Code to generate this table is available in how_to_create_plots_and_tables.md.

Datasets

We used various linear and non-linear synthetic datasets. The exact definitions are available in src/dataset_utils.py. We did not add noise.

Name	Additional Details	Definition
Regression NI 1/1	A random linear regression dataset with 1 informative variable and 1 total variable	Please check sklearn
Regression NI 1/2	A random linear regression dataset with 1 informative variable and 2 total variables	Please check sklearn
Regression NI 1/3	A random linear regression dataset with 1 informative variable and 3 total variables	Please check sklearn
Regression NI 2/2	A random linear regression dataset with 2 informative variables and 2 total variables	Please check sklearn
Regression NI 2/3	A random linear regression dataset with 2 informative variables and 3 total variables	Please check sklearn
Regression NI 3/3	A random linear regression dataset with 3 informative variables and 3 total variables	Please check sklearn
Friedman #1	The Friedman #1 dataset (sklearn)	$10 sin(x_0 x_1 \pi) + 20 \cdot (x_2 - 0.5) ^ 2 + 10 x_3 + 5 x_4$
Friedman #2	The Friedman #2 dataset (sklearn)	$\sqrt{x_0 ^ 2 + (x_1 * x_2 - \frac{1}{x_1 x_3}) ^ 2}$
Friedman #3	The Friedman #3 dataset (sklearn)	$arctan(\frac{x_1 * x_2 - \frac{1}{x_1 * x_3}}{x_0})$
Original #1	A dataset with a single input variable, similar to a line with oscillations (by adding `sin` and `cos`)	$x + 10sin(\frac{5\pi x}{100}) + 10cos(\frac{6\pi x}{100})$
Original #2	A dataset inspired by Friedman #2, but changing the domain of the input variable and some operants (e.g., $^2 \rightarrow ^4$)	$(x_0 ^ 4 + (x_1 * x_2 - \frac{2}{\sqrt{x_1} * \sqrt{x_3}})^2) ^ \frac{3}{4}$
Original #3	Trying more operands (e.g., $e^x$)	$e ^ {x_0} + \frac{x_1 x_2}{\sqrt{x_3}} + (x_0 x_3) ^ \frac{3}{2}$
Original #4	Trying more operands together (sin, cos, log, sqrt, fractions)	$\frac{x_1}{10} sin(x_0) + \frac{x_0}{10} cos(x_1) + \frac{\sqrt{x_0} log(x_1)}{\sqrt{x_1} log(x_0)}$
Original #5	Trying softmax	`100 * softmax(x/10, axis=-1).max(axis=-1)`
Simple NN 1	Initializing a random neural network and running it over random input. The output is considered gold	See `get_random_nn1` in `src/dataset_utils.py`
Transformer 1	Initializing a random transformer encoder block and running random data. The output is considered gold	See `get_random_transformer` in `src/dataset_utils.py`
Character	Mapping random characters (e.g., `a`) to a numeric value. Then sampling a vector to map back the characters	See `get_character_regression` in `src/dataset_utils.py`

Real-World Datasets

The camera ready version of the paper (publicly available since September 3rd link) contains results with five real-world datasets:

Liver Disorders (UCI id=60)
Real Estate Valuation (UCI id=477)
Diabetes (from sklearn)
Servo (UCI id=87)
Movies (UCI id=424)

Overall, LLMs perform well on these datasets as well. For example, GPT-4 ranks 6th on Liver Disorders. Please see Appendix I) for additional details.

Results At A Glance

The heatmap below is structured into 3 blocks: (1) LLMs (left), (2) Traditional Supervised Methods (middle), and (3) Unsupervised baseline (right). Each model had access to the same dataset, containing 50 (input, output) examples and was asked to predict the output corresponding to the same test sample. The performance is averaged across 100 random runs.

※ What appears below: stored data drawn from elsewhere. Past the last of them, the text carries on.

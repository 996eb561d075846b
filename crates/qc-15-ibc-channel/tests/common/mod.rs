//! Two-chain test harness.
//!
//! Each chain runs its own keeper. A chain's light client of the other side
//! is fed a copy of the other side's committed store every time that side
//! commits a block, so proofs only verify against state the counterparty
//! actually committed.

#![allow(dead_code)]

use qc_15_ibc_channel::apps::{CallLog, FeeController, FeeMetadata, FeeMiddleware, MockModule};
use qc_15_ibc_channel::domain::{
    Acknowledgement, ChannelEnd, ChannelId, ClientId, CommitmentProof, ConnectionEnd,
    ConnectionId, Height, MsgAcknowledgement, MsgChannelOpenAck, MsgChannelOpenConfirm,
    MsgChannelOpenInit, MsgChannelOpenTry, MsgChannelUpgradeAck, MsgChannelUpgradeConfirm,
    MsgChannelUpgradeInit, MsgChannelUpgradeTry, MsgRecvPacket, Order, Packet, PortId,
    RecvOutcome, Sequence, Timeout, Timestamp,
};
use qc_15_ibc_channel::ports::{ChannelApi, ChannelModule, UpgradeOutcome};
use qc_15_ibc_channel::{
    ChannelConfig, ChannelKeeper, InMemoryCapabilities, InMemoryStore, MockLightClient,
};

pub type Keeper = ChannelKeeper<InMemoryStore, MockLightClient, InMemoryCapabilities>;

pub const PORT: &str = "mock";
pub const BLOCK_TIME_NANOS: u64 = 1_000_000_000;

pub fn init_tracing() {
    let _ = tracing_subscriber::fmt()
        .with_env_filter(
            tracing_subscriber::EnvFilter::try_from_default_env()
                .unwrap_or_else(|_| tracing_subscriber::EnvFilter::new("warn")),
        )
        .with_test_writer()
        .try_init();
}

pub fn proof() -> CommitmentProof {
    CommitmentProof::new(vec![0x01])
}

/// One chain.
pub struct Chain {
    pub keeper: Keeper,
    /// Light client of the counterparty, shared with the keeper.
    pub light_client: MockLightClient,
    /// Client tracking the counterparty.
    pub client_id: ClientId,
    pub connection_id: ConnectionId,
    pub port: PortId,
    pub log: CallLog,
    pub height: Height,
    pub timestamp: Timestamp,
}

impl Chain {
    fn new(
        client_id: &str,
        connection_id: &str,
        counterparty_connection_id: &str,
        module: Box<dyn ChannelModule>,
        log: CallLog,
    ) -> Self {
        let light_client = MockLightClient::new();
        let mut keeper = ChannelKeeper::new(
            ChannelConfig::for_testing(),
            InMemoryStore::new(),
            light_client.clone(),
            InMemoryCapabilities::new(),
        );
        let client_id = ClientId::new(client_id);
        let connection_id = ConnectionId::new(connection_id);
        keeper
            .set_connection(
                &connection_id,
                &ConnectionEnd::open(
                    client_id.clone(),
                    ConnectionId::new(counterparty_connection_id),
                ),
            )
            .unwrap();

        let port = PortId::new(PORT);
        keeper.bind_port(port.clone(), module).unwrap();

        let height = Height::new(0, 1);
        let timestamp = Timestamp::from_nanos(BLOCK_TIME_NANOS);
        keeper.begin_block(height, timestamp);

        Self {
            keeper,
            light_client,
            client_id,
            connection_id,
            port,
            log,
            height,
            timestamp,
        }
    }

    pub fn channel(&self, channel_id: &ChannelId) -> ChannelEnd {
        self.keeper
            .channel(&self.port, channel_id)
            .unwrap()
            .expect("channel exists")
    }

    pub fn upgrade_sequence(&self, channel_id: &ChannelId) -> u64 {
        self.keeper.upgrade_sequence(&self.port, channel_id).unwrap()
    }

    fn advance(&mut self) {
        self.height = self.height.increment();
        self.timestamp = Timestamp::from_nanos(self.timestamp.nanos() + BLOCK_TIME_NANOS);
        self.keeper.begin_block(self.height, self.timestamp);
    }
}

/// Which side.
#[derive(Clone, Copy, Debug, PartialEq, Eq)]
pub enum Side {
    A,
    B,
}

/// Two connected chains and a relayer.
pub struct Pair {
    pub a: Chain,
    pub b: Chain,
}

Overall, LLMs generally outperform the unsupervised heuristics, suggesting that the in-context learning mechanism is more complex than such simple heuristics.

Certain LLMs, both private (e.g., Claude 3 Opus, GPT-4) and open (e.g., DBRX) can outperform supervised methods such as KNN, Gradient Boosting, or Random Forest. For example, except on the datasets derived from neural networks (and Original 4), Claude 3 Opus outperforms KNN, Gradient Boosting, and Random Forest on all datasets. This strong performance persists until at least 500 examples (Appendix O in the arxiv paper).

Rank Heatmap

Adaptation

Borrowing from the Online Learning community, we empirically analyze how the cumulative regret (i.e., cumulative loss) grows with respect to the time step (number of examples in context). We ran up to 100 time steps and average the results across 3 random runs. We included in Appendix O in the arxiv paper how the performance of GPT-4 scales with up to 500 examples. GPT-4 still performs well. For example, it outperforms Random Forest in 92% of the cases.

Best curve fit table:

model	friedman1	friedman2	friedman3	original1	original2	regression_ni13	regression_ni22
Claude 3 Opus	linear	sqrt	sqrt	log	sqrt	log	log
GPT-4	linear	sqrt	sqrt	log	sqrt	log	sqrt
DBRX	linear	log	linear	log	sqrt	sqrt	sqrt
Mixtral 8x7B	linear	linear	linear	sqrt	linear	linear	sqrt
AdaBoost	linear	sqrt	linear	sqrt	sqrt	sqrt	sqrt
Gradient Boosting	sqrt	sqrt	linear	log	sqrt	log	sqrt
Linear Regression	linear	linear	linear	linear	linear	log	log
Linear Regression + Poly	sqrt	log	log	linear	log	log	log
Random Forest	linear	sqrt	linear	sqrt	sqrt	sqrt	linear

Claude 3 Opus on Original 1

Can it be contamination?

To answer this question we: (1) tested the models on datasets where we wrote the underlying functions ourselves; (2) used models like Falcon where the training data is openly available; (3) analyzed whether the performance changes if the LLMs know the dataset name.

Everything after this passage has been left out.